(Beginning of Raw data)

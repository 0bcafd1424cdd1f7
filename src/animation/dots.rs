use std::time::Duration;

use crate::{
    animation::{
        config::{AnimationConfig, MAX_DOTS},
        timeline::{RepeatBehavior, Timeline},
    },
    foundation::{core::Point, math::whole_steps},
    geometry::path::{PathGeometry, Polyline},
};

/// Animation parameters for one dot.
///
/// `motion` drives the center along the path (start to end, constant speed, repeating
/// forever). `reveal` is a zero-length step that switches the radius from 0 to
/// `radius` when the dot starts moving. Both begin at the dot's stagger delay.
#[derive(Clone, Debug, PartialEq, serde::Serialize)]
pub struct DotDescriptor {
    /// Position in the schedule, 0-based.
    pub index: usize,
    /// Center timeline along the path.
    pub motion: Timeline,
    /// Radius step timeline.
    pub reveal: Timeline,
    /// Center while `motion` is not yet active (the path start).
    pub origin: Point,
    /// Radius once revealed.
    pub radius: f64,
}

impl DotDescriptor {
    /// Stagger delay in seconds.
    pub fn start_delay_s(&self) -> f64 {
        self.motion.begin_s
    }

    /// One full traversal of the path, in seconds.
    pub fn cycle_s(&self) -> f64 {
        self.motion.duration_s
    }

    /// Stagger delay as a [`Duration`].
    pub fn start_delay(&self) -> Duration {
        self.motion.begin()
    }

    /// Traversal time as a [`Duration`].
    pub fn cycle_duration(&self) -> Duration {
        self.motion.duration()
    }

    /// Radius at `elapsed_s`; 0 until the dot starts moving.
    pub fn radius_at(&self, elapsed_s: f64) -> f64 {
        match self.reveal.progress(elapsed_s) {
            Some(t) => self.radius * t,
            None => 0.0,
        }
    }

    /// Center at `elapsed_s` on `path`.
    pub fn center_at(&self, path: &Polyline, elapsed_s: f64) -> Point {
        match self.motion.progress(elapsed_s) {
            Some(t) => path.point_at_progress(t),
            None => self.origin,
        }
    }

    /// Evaluated dot state at `elapsed_s`.
    pub fn sample(&self, path: &Polyline, elapsed_s: f64) -> DotSample {
        DotSample {
            index: self.index,
            center: self.center_at(path, elapsed_s),
            radius: self.radius_at(elapsed_s),
        }
    }
}

/// A dot evaluated at one clock instant.
#[derive(Clone, Copy, Debug, PartialEq, serde::Serialize)]
pub struct DotSample {
    /// Index of the originating [`DotDescriptor`].
    pub index: usize,
    /// Dot center.
    pub center: Point,
    /// Dot radius; 0 means "not visible".
    pub radius: f64,
}

/// Stateless derivation of dot schedules from cached path data.
pub struct DotAnimator;

impl DotAnimator {
    /// Number of dots that fit on a path of `length` at spacing `interval`, at most
    /// [`MAX_DOTS`].
    ///
    /// An infinite `length` (coordinates so large the sum overflows) yields 0.
    pub fn dot_count(length: f64, interval: f64) -> usize {
        whole_steps(length, interval, MAX_DOTS)
    }

    /// Build one descriptor per dot, ordered by increasing start delay.
    ///
    /// Returns an empty list when animation is off, the geometry is empty, or the
    /// path is shorter than one dot interval.
    #[tracing::instrument(skip(geometry, config), fields(animated = config.is_animated()))]
    pub fn schedule(
        geometry: &PathGeometry,
        length: f64,
        config: &AnimationConfig,
    ) -> Vec<DotDescriptor> {
        if !config.is_animated() {
            return Vec::new();
        }
        let Some(path) = geometry.as_polyline() else {
            return Vec::new();
        };

        let count = Self::dot_count(length, config.dot_interval());
        if count == 0 {
            return Vec::new();
        }
        if count == MAX_DOTS {
            tracing::warn!(
                length,
                interval = config.dot_interval(),
                "dot count clamped to {MAX_DOTS}"
            );
        }

        let cycle_s = length / config.dot_speed();
        let stagger_s = config.stagger_s();
        let origin = path.start();

        let dots: Vec<DotDescriptor> = (0..count)
            .map(|index| {
                // An infinite stagger (vanishing speed) must not turn dot 0 into NaN.
                let begin_s = if index == 0 {
                    0.0
                } else {
                    index as f64 * stagger_s
                };
                DotDescriptor {
                    index,
                    motion: Timeline {
                        begin_s,
                        duration_s: cycle_s,
                        repeat: RepeatBehavior::Forever,
                    },
                    reveal: Timeline {
                        begin_s,
                        duration_s: 0.0,
                        repeat: RepeatBehavior::Once,
                    },
                    origin,
                    radius: config.dot_radius(),
                }
            })
            .collect();
        tracing::debug!(dots = dots.len(), cycle_s, stagger_s, "dot schedule built");
        dots
    }

    /// Evaluate every dot of `dots` at `elapsed_s`.
    pub fn sample(
        geometry: &PathGeometry,
        dots: &[DotDescriptor],
        elapsed_s: f64,
    ) -> Vec<DotSample> {
        let Some(path) = geometry.as_polyline() else {
            return Vec::new();
        };
        dots.iter().map(|d| d.sample(path, elapsed_s)).collect()
    }
}

#[cfg(test)]
#[path = "../../tests/unit/animation/dots.rs"]
mod tests;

(End of Raw data)

= What to do =
Write the records out once more. Each line must match.

= Solution for this problem =
repository 0bcafd1424cdd1f7
filename src/animation/dots.rs
use std::time::Duration;

use crate::{
    animation::{
        config::{AnimationConfig, MAX_DOTS},
        timeline::{RepeatBehavior, Timeline},
    },
    foundation::{core::Point, math::whole_steps},
    geometry::path::{PathGeometry, Polyline},
};

/// Animation parameters for one dot.
///
/// `motion` drives the center along the path (start to end, constant speed, repeating
/// forever). `reveal` is a zero-length step that switches the radius from 0 to
/// `radius` when the dot starts moving. Both begin at the dot's stagger delay.
#[derive(Clone, Debug, PartialEq, serde::Serialize)]
pub struct DotDescriptor {
    /// Position in the schedule, 0-based.
    pub index: usize,
    /// Center timeline along the path.
    pub motion: Timeline,
    /// Radius step timeline.
    pub reveal: Timeline,
    /// Center while `motion` is not yet active (the path start).
    pub origin: Point,
    /// Radius once revealed.
    pub radius: f64,
}

impl DotDescriptor {
    /// Stagger delay in seconds.
    pub fn start_delay_s(&self) -> f64 {
        self.motion.begin_s
    }

    /// One full traversal of the path, in seconds.
    pub fn cycle_s(&self) -> f64 {
        self.motion.duration_s
    }

    /// Stagger delay as a [`Duration`].
    pub fn start_delay(&self) -> Duration {
        self.motion.begin()
    }

    /// Traversal time as a [`Duration`].
    pub fn cycle_duration(&self) -> Duration {
        self.motion.duration()
    }

    /// Radius at `elapsed_s`; 0 until the dot starts moving.
    pub fn radius_at(&self, elapsed_s: f64) -> f64 {
        match self.reveal.progress(elapsed_s) {
            Some(t) => self.radius * t,
            None => 0.0,
        }
    }

    /// Center at `elapsed_s` on `path`.
    pub fn center_at(&self, path: &Polyline, elapsed_s: f64) -> Point {
        match self.motion.progress(elapsed_s) {
            Some(t) => path.point_at_progress(t),
            None => self.origin,
        }
    }

    /// Evaluated dot state at `elapsed_s`.
    pub fn sample(&self, path: &Polyline, elapsed_s: f64) -> DotSample {
        DotSample {
            index: self.index,
            center: self.center_at(path, elapsed_s),
            radius: self.radius_at(elapsed_s),
        }
    }
}

/// A dot evaluated at one clock instant.
#[derive(Clone, Copy, Debug, PartialEq, serde::Serialize)]
pub struct DotSample {
    /// Index of the originating [`DotDescriptor`].
    pub index: usize,
    /// Dot center.
    pub center: Point,
    /// Dot radius; 0 means "not visible".
    pub radius: f64,
}

/// Stateless derivation of dot schedules from cached path data.
pub struct DotAnimator;

impl DotAnimator {
    /// Number of dots that fit on a path of `length` at spacing `interval`, at most
    /// [`MAX_DOTS`].
    ///
    /// An infinite `length` (coordinates so large the sum overflows) yields 0.
    pub fn dot_count(length: f64, interval: f64) -> usize {
        whole_steps(length, interval, MAX_DOTS)
    }

    /// Build one descriptor per dot, ordered by increasing start delay.
    ///
    /// Returns an empty list when animation is off, the geometry is empty, or the
    /// path is shorter than one dot interval.
    #[tracing::instrument(skip(geometry, config), fields(animated = config.is_animated()))]
    pub fn schedule(
        geometry: &PathGeometry,
        length: f64,
        config: &AnimationConfig,
    ) -> Vec<DotDescriptor> {
        if !config.is_animated() {
            return Vec::new();
        }
        let Some(path) = geometry.as_polyline() else {
            return Vec::new();
        };

        let count = Self::dot_count(length, config.dot_interval());
        if count == 0 {
            return Vec::new();
        }
        if count == MAX_DOTS {
            tracing::warn!(
                length,
                interval = config.dot_interval(),
                "dot count clamped to {MAX_DOTS}"
            );
        }

        let cycle_s = length / config.dot_speed();
        let stagger_s = config.stagger_s();
        let origin = path.start();

        let dots: Vec<DotDescriptor> = (0..count)
            .map(|index| {
                // An infinite stagger (vanishing speed) must not turn dot 0 into NaN.
                let begin_s = if index == 0 {
                    0.0
                } else {
                    index as f64 * stagger_s
                };
                DotDescriptor {
                    index,
                    motion: Timeline {
                        begin_s,
                        duration_s: cycle_s,
                        repeat: RepeatBehavior::Forever,
                    },
                    reveal: Timeline {
                        begin_s,
                        duration_s: 0.0,
                        repeat: RepeatBehavior::Once,
                    },
                    origin,
                    radius: config.dot_radius(),
                }
            })
            .collect();
        tracing::debug!(dots = dots.len(), cycle_s, stagger_s, "dot schedule built");
        dots
    }

    /// Evaluate every dot of `dots` at `elapsed_s`.
    pub fn sample(
        geometry: &PathGeometry,
        dots: &[DotDescriptor],
        elapsed_s: f64,
    ) -> Vec<DotSample> {
        let Some(path) = geometry.as_polyline() else {
            return Vec::new();
        };
        dots.iter().map(|d| d.sample(path, elapsed_s)).collect()
    }
}

#[cfg(test)]
#[path = "../../tests/unit/animation/dots.rs"]
mod tests;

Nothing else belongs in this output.